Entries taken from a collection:
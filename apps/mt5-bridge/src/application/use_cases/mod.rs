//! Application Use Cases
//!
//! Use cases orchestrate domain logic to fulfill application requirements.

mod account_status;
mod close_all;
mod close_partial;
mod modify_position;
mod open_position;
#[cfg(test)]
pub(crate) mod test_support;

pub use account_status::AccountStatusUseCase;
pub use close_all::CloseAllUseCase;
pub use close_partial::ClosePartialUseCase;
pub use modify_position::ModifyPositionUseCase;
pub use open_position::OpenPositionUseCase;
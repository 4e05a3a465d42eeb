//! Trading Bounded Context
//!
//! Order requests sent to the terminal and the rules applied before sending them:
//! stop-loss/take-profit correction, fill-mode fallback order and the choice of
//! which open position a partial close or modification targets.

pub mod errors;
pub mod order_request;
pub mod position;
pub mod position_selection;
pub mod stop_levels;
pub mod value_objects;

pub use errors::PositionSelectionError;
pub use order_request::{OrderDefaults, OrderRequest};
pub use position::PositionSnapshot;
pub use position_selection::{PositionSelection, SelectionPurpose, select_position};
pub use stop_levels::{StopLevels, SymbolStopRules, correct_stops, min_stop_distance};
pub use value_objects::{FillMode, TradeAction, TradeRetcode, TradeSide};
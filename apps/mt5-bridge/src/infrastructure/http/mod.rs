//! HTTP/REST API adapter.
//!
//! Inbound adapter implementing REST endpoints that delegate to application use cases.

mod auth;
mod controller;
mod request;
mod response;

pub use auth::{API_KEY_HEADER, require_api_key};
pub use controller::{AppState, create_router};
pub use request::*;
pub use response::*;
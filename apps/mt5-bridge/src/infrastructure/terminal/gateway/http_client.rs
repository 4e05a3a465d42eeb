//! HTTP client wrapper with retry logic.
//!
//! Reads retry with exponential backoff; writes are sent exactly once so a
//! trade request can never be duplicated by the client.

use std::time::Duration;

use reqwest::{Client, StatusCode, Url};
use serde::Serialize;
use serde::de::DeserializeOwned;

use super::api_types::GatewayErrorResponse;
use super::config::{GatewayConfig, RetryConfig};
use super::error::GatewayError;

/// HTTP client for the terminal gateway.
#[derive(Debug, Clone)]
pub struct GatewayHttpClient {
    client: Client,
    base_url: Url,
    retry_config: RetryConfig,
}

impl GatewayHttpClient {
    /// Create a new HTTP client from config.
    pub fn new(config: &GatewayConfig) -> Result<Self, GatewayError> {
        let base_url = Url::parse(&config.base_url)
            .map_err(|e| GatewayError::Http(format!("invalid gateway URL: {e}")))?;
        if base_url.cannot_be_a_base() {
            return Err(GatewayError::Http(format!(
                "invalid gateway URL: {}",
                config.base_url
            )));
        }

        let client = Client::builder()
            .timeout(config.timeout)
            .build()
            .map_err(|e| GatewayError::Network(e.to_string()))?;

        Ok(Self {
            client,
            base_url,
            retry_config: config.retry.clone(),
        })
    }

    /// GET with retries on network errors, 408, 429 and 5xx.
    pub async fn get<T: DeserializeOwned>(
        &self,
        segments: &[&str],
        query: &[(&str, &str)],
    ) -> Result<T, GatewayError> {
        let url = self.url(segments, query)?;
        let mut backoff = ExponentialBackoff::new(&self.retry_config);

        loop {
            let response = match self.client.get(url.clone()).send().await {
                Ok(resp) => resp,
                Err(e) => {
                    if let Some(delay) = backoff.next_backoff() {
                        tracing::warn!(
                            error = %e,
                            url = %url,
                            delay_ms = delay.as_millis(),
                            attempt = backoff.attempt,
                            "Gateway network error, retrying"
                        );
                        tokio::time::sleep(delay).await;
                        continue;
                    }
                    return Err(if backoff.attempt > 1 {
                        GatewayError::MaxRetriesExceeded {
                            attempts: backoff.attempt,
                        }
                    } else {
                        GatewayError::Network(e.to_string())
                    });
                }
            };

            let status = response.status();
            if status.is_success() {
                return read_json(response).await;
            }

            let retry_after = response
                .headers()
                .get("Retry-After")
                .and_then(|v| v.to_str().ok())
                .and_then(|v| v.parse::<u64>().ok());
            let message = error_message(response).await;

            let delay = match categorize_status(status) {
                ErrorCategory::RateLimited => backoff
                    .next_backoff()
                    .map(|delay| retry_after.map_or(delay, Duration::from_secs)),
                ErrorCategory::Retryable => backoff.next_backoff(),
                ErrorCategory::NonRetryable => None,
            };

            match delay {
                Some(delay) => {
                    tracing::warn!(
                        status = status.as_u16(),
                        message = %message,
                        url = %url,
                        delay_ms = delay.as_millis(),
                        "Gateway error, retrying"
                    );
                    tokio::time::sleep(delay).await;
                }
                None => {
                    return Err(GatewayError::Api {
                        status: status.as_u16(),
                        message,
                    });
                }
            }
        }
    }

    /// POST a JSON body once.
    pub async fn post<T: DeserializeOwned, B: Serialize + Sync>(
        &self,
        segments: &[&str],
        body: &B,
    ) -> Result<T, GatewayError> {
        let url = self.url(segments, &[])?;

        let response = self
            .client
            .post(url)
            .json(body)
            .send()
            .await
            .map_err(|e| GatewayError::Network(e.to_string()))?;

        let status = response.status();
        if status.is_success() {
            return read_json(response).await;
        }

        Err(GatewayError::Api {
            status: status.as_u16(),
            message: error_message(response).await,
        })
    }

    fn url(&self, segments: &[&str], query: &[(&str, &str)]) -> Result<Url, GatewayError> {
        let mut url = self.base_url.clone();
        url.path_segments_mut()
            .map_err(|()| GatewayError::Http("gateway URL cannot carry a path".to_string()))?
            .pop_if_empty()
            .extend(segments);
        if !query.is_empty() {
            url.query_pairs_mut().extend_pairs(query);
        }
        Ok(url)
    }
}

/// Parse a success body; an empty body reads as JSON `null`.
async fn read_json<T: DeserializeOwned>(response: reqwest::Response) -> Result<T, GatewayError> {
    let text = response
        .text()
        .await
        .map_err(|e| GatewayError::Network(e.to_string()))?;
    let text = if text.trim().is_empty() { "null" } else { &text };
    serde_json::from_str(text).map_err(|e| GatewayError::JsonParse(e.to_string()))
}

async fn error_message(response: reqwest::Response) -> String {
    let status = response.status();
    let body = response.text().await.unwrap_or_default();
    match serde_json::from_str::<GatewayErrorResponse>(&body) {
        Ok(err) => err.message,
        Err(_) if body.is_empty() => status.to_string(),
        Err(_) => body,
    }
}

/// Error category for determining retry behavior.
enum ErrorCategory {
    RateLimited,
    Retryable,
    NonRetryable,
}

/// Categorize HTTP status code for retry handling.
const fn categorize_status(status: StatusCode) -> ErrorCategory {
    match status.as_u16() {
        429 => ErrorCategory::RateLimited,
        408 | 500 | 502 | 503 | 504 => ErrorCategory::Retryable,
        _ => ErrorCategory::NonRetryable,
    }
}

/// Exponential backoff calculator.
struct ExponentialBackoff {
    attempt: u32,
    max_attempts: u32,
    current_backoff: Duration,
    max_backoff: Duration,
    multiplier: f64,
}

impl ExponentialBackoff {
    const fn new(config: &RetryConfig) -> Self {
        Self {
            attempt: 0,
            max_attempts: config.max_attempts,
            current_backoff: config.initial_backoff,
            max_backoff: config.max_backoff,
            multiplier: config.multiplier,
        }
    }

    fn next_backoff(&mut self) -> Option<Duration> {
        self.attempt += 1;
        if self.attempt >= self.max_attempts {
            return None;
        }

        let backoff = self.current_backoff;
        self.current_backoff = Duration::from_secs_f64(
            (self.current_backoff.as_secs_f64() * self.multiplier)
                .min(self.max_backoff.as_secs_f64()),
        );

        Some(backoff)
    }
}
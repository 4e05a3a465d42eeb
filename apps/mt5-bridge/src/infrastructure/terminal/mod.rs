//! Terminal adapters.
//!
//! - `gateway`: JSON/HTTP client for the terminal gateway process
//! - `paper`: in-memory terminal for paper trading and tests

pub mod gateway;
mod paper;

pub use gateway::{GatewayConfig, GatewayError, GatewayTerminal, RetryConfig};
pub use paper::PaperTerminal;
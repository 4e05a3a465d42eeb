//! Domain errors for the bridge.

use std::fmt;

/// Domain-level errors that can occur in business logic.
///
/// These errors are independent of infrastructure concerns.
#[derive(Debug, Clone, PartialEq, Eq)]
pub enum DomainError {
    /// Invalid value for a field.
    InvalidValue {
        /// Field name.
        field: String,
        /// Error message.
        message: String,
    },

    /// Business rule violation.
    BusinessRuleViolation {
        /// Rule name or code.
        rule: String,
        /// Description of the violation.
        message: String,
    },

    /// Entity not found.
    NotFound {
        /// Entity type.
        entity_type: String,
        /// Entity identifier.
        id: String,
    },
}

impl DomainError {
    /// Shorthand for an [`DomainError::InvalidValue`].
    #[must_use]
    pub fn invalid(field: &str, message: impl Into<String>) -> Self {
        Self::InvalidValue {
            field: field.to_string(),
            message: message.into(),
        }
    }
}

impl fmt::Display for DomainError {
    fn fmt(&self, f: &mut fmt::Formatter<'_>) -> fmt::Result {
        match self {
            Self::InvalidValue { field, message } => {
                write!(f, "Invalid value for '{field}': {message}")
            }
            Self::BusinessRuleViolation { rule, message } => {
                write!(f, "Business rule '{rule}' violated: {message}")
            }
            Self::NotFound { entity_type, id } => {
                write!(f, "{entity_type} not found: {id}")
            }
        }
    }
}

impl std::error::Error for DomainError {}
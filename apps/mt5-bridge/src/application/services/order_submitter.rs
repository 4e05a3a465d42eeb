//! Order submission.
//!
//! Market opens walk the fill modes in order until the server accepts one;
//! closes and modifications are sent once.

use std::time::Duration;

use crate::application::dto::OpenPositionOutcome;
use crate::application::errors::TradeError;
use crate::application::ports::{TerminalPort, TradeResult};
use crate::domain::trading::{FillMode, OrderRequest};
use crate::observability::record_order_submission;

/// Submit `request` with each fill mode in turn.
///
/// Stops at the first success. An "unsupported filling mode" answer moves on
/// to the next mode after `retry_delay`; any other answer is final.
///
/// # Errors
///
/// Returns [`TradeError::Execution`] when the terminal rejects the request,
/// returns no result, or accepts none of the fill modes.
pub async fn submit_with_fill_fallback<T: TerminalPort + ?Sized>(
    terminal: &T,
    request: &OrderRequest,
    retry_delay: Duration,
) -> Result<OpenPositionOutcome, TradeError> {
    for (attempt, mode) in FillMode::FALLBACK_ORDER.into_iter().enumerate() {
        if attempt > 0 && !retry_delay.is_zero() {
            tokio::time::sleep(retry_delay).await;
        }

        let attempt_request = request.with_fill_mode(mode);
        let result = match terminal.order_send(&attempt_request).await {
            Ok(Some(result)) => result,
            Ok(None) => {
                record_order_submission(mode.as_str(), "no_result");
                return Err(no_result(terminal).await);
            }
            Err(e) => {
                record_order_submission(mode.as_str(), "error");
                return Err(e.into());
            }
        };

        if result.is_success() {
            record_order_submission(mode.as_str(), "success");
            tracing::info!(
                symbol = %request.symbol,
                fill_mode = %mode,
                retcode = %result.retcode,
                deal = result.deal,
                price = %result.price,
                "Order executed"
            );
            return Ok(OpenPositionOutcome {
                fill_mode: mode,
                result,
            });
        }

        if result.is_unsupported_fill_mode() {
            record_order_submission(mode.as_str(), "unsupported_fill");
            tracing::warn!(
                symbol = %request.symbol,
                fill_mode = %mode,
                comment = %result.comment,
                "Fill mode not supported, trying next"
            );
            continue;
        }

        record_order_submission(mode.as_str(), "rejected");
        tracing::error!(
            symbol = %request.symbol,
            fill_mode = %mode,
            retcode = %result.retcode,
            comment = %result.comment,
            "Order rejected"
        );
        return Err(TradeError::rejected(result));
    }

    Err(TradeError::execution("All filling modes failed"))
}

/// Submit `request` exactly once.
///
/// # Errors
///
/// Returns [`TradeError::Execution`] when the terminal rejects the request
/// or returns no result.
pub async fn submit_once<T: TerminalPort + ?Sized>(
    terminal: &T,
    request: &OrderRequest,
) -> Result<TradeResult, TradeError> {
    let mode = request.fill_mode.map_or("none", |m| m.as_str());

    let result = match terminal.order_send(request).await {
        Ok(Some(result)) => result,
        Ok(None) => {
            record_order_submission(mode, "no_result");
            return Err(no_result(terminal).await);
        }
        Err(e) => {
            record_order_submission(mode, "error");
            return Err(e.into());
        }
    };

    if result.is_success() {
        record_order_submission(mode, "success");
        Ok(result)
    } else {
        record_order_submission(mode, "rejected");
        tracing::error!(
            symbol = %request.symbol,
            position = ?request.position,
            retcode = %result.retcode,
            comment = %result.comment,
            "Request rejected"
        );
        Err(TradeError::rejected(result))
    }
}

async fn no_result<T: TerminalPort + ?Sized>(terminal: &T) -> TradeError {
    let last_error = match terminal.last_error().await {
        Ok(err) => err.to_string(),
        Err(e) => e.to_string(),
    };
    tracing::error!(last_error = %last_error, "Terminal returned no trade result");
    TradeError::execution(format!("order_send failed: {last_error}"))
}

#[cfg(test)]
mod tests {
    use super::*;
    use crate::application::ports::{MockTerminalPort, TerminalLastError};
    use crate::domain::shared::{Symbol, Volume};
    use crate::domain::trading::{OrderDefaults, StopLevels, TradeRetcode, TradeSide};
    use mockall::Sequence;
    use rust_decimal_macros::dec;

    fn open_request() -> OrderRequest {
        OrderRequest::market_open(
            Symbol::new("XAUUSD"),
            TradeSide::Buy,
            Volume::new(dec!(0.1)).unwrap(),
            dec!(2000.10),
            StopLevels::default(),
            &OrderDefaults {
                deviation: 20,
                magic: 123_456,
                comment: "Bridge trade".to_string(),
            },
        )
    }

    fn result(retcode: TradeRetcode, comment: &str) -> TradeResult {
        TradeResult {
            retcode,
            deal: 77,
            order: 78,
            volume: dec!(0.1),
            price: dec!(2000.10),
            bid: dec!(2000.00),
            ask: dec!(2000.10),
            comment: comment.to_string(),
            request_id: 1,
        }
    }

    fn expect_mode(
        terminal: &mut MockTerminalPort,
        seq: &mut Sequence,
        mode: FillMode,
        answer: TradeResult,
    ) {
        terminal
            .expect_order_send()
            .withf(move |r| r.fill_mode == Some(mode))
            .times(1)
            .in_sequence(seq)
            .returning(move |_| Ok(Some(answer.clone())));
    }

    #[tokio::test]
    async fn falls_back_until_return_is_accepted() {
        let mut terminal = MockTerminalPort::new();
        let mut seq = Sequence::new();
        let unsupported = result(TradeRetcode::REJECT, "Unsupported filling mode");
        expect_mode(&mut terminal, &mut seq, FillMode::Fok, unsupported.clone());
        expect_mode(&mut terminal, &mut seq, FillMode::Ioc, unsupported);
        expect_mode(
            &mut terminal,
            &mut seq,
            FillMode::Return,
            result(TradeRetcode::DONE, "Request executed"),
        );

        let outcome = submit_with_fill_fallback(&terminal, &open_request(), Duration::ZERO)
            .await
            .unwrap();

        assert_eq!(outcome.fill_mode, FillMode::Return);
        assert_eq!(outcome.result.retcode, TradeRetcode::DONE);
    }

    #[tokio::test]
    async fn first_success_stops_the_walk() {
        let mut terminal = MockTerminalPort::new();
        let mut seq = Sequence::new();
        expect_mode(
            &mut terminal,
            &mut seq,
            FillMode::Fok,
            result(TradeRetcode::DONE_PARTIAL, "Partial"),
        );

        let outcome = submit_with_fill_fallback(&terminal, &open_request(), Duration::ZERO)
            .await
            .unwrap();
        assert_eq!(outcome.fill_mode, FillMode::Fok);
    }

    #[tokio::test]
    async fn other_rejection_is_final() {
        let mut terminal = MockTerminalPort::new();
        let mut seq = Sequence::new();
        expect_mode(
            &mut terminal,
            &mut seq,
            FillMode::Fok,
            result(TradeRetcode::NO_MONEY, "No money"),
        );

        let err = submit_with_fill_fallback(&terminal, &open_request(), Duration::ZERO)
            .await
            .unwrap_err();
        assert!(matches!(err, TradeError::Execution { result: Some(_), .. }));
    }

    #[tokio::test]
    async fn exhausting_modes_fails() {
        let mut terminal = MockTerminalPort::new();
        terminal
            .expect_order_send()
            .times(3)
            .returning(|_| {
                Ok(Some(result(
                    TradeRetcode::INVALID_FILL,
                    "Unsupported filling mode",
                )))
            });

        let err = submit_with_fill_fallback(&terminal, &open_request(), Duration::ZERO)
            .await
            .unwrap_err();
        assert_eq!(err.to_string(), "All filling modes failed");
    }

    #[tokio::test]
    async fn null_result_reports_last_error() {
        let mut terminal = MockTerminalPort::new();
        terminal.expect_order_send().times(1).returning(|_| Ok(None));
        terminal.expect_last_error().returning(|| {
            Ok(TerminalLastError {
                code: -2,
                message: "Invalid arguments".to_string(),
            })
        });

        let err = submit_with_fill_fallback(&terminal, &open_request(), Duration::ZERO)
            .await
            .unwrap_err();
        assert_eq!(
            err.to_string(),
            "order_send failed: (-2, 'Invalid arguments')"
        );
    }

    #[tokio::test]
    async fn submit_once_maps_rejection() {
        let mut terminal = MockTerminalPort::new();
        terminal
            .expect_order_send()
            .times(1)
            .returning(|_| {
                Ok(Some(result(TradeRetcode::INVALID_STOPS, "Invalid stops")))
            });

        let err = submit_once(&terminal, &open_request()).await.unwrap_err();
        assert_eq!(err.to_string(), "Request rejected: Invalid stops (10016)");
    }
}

**TASK BRIEF**
Go through the records line by line, and copy each line that holds the string "DeserializeOwned".

**EXERCISE ANSWER**
use serde::de::DeserializeOwned;
    pub async fn get<T: DeserializeOwned>(
    pub async fn post<T: DeserializeOwned, B: Serialize + Sync>(
async fn read_json<T: DeserializeOwned>(response: reqwest::Response) -> Result<T, GatewayError> {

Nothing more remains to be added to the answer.